Mr. Speaker, I appreciate the opportunity to enter into this debate. As my colleagues on the committee know, this has been before us for a while now. The notion that somehow our government is restricting debate on it is really difficult to understand. We have certainly done our best to allow debate in committee and to allow it to be brought before the House.
Let me start off by saying that we on this side of the House understand the importance of fisheries for our coastal communities. We know the income that they generate from the high seas for the processing sector as well as supporting industries, equipment suppliers, retailers and others. In fact, they mean billions of dollars in economic input for our coastal communities each year, and in these difficult economic times, this income is all the more crucial.
For these fisheries to continue to thrive we must, among other things, continuously strive to curb overfishing and to ensure the sustainability of the fish stocks and the long-term health of the ecosystems in which they live. As one of my colleagues has said, fish do not respect boundaries of any kind, so these concerns are global, international concerns. Areas beyond national jurisdictions require solutions that are achieved cooperatively with other fishing nations.

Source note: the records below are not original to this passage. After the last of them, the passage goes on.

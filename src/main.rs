//! planloop - demo entry point.
//!
//! Coordinates a batch of sample tasks against the simulated capability and
//! prints each outcome plus the metrics summary.
//!
//! Besides the engine's `PLANLOOP_*` variables:
//! - `PLANLOOP_DEMO_SEED` - Optional. RNG seed of the simulated capability. Defaults to `7`.
//! - `PLANLOOP_DEMO_FAILURE_RATE` - Optional. Per-call failure probability. Defaults to `0.15`.

use std::sync::Arc;

use anyhow::Context;
use planloop::{
    capability::SimulatedCapability, config::Config, events::EventKind, metrics::MetricsCollector,
    task::{Priority, Task},
    Coordinator,
};
use tokio::sync::broadcast::error::RecvError;
use tracing::info;
use tracing_subscriber::{layer::SubscriberExt, util::SubscriberInitExt};

fn main() -> anyhow::Result<()> {
    let runtime = tokio::runtime::Builder::new_multi_thread()
        .enable_all()
        .build()?;
    runtime.block_on(async_main())
}

async fn async_main() -> anyhow::Result<()> {
    // Initialize logging
    tracing_subscriber::registry()
        .with(
            tracing_subscriber::EnvFilter::try_from_default_env()
                .unwrap_or_else(|_| "planloop=info".into()),
        )
        .with(tracing_subscriber::fmt::layer())
        .init();

    // Load configuration
    let config = Config::from_env()?;
    info!(
        "Loaded configuration: max_replans={} concurrency={}",
        config.max_replanning_attempts, config.concurrency_limit
    );

    let seed: u64 = env_or("PLANLOOP_DEMO_SEED", 7)?;
    let failure_rate: f64 = env_or("PLANLOOP_DEMO_FAILURE_RATE", 0.15)?;
    let capability = SimulatedCapability::new(seed).with_failure_rate(failure_rate);

    let metrics = MetricsCollector::spawn();
    let coordinator = Coordinator::new(config, Arc::new(capability)).with_metrics(metrics.clone());

    // Surface re-plans as they happen
    let mut bus = coordinator.subscribe();
    tokio::spawn(async move {
        loop {
            match bus.recv().await {
                Ok(event) if event.kind == EventKind::Replanning => {
                    info!(task_id = %event.task_id, "{}", event.message);
                }
                Ok(_) | Err(RecvError::Lagged(_)) => {}
                Err(RecvError::Closed) => break,
            }
        }
    });

    let outcomes = coordinator.submit_all(sample_tasks()?).await;

    println!();
    for outcome in &outcomes {
        println!("{} [{}]", outcome.task.title(), outcome.status);
        match (&outcome.verification, &outcome.failure) {
            (Some(v), _) => println!(
                "  quality {:.2}, accuracy {:.2}, {} re-plan(s), {:.2?}",
                v.quality_score, v.accuracy_score, outcome.replans, outcome.elapsed
            ),
            (None, Some(reason)) => println!("  {}", reason),
            (None, None) => {}
        }
        if let Some(last) = outcome.last_verification() {
            for rec in &last.recommendations {
                println!("  - {}", rec);
            }
        }
    }

    println!("\n{}", metrics.snapshot().await?);
    Ok(())
}

fn env_or<T>(name: &str, default: T) -> anyhow::Result<T>
where
    T: std::str::FromStr,
    T::Err: std::error::Error + Send + Sync + 'static,
{
    match std::env::var(name) {
        Ok(raw) => raw
            .parse()
            .with_context(|| format!("Invalid value for {}: {:?}", name, raw)),
        Err(_) => Ok(default),
    }
}

fn sample_tasks() -> anyhow::Result<Vec<Task>> {
    fn reqs(items: &[&str]) -> Vec<String> {
        items.iter().map(|s| s.to_string()).collect()
    }

    Ok(vec![
        Task::new(
            "User management REST API",
            "Complete REST API for managing users with CRUD operations, authentication and documentation",
            Priority::High,
            reqs(&[
                "CRUD endpoints for users",
                "JWT authentication",
                "Input validation",
                "API documentation",
                "Unit and integration tests",
            ]),
            "Working API with complete documentation",
        )?,
        Task::new(
            "Reporting system",
            "Generate scheduled reports with charts and PDF export",
            Priority::Medium,
            reqs(&[
                "Dynamic charts",
                "PDF export",
                "Responsive web interface",
                "Report scheduling",
                "Data cache",
            ]),
            "Reporting system with a web interface",
        )?,
        Task::new(
            "Payments API integration",
            "Integrate with an external payments API, including webhook notifications and robust error handling",
            Priority::Critical,
            reqs(&[
                "Payments API integration",
                "Webhook processing",
                "Error handling and retry logic",
                "Detailed transaction logs",
                "Sandbox tests",
                "Integration health monitoring",
                "Detailed technical documentation",
            ]),
            "Robust payments integration",
        )?,
        Task::new(
            "Monitoring dashboard",
            "Web dashboard showing live system metrics",
            Priority::High,
            reqs(&[
                "Responsive web interface",
                "Live charts",
                "Configurable alerts",
                "Metrics history",
            ]),
            "Live monitoring dashboard",
        )?,
    ])
}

On the east coast of Canada, we have a vested interest in the successes and failings of NAFO, the Northwest Atlantic Fisheries Organization. Its regulatory area abuts our national waters. Canada has been a full member of NAFO since its first convention was adopted in 1978, which came from the amended version of its predecessor, ICNAF, but a lot has changed since 1978. The face of the fisheries has changed, along with the expectations of those who manage them. These things have evolved.
Let me first talk about how we have gotten to where we are today. The 1978 NAFO convention predates the United Nations fish stocks agreement of 1995 and most other modern fisheries instruments as well. Fisheries management has changed radically since then also. We now have ENGOs, or environmental non-governmental organizations, at the table that report on the deliberations of NAFO. We have the marketplace insisting it will allow to come in only those products that can be demonstrated to be fished sustainably and caught sustainably through traceability programs, certification programs and other things. As of January 1, 2010, and we are not far from there, the European Union will require fish products entering its market to be certified as having been harvested sustainably. In short, the world of fisheries has evolved significantly, and our world-class fishing industry needs our support.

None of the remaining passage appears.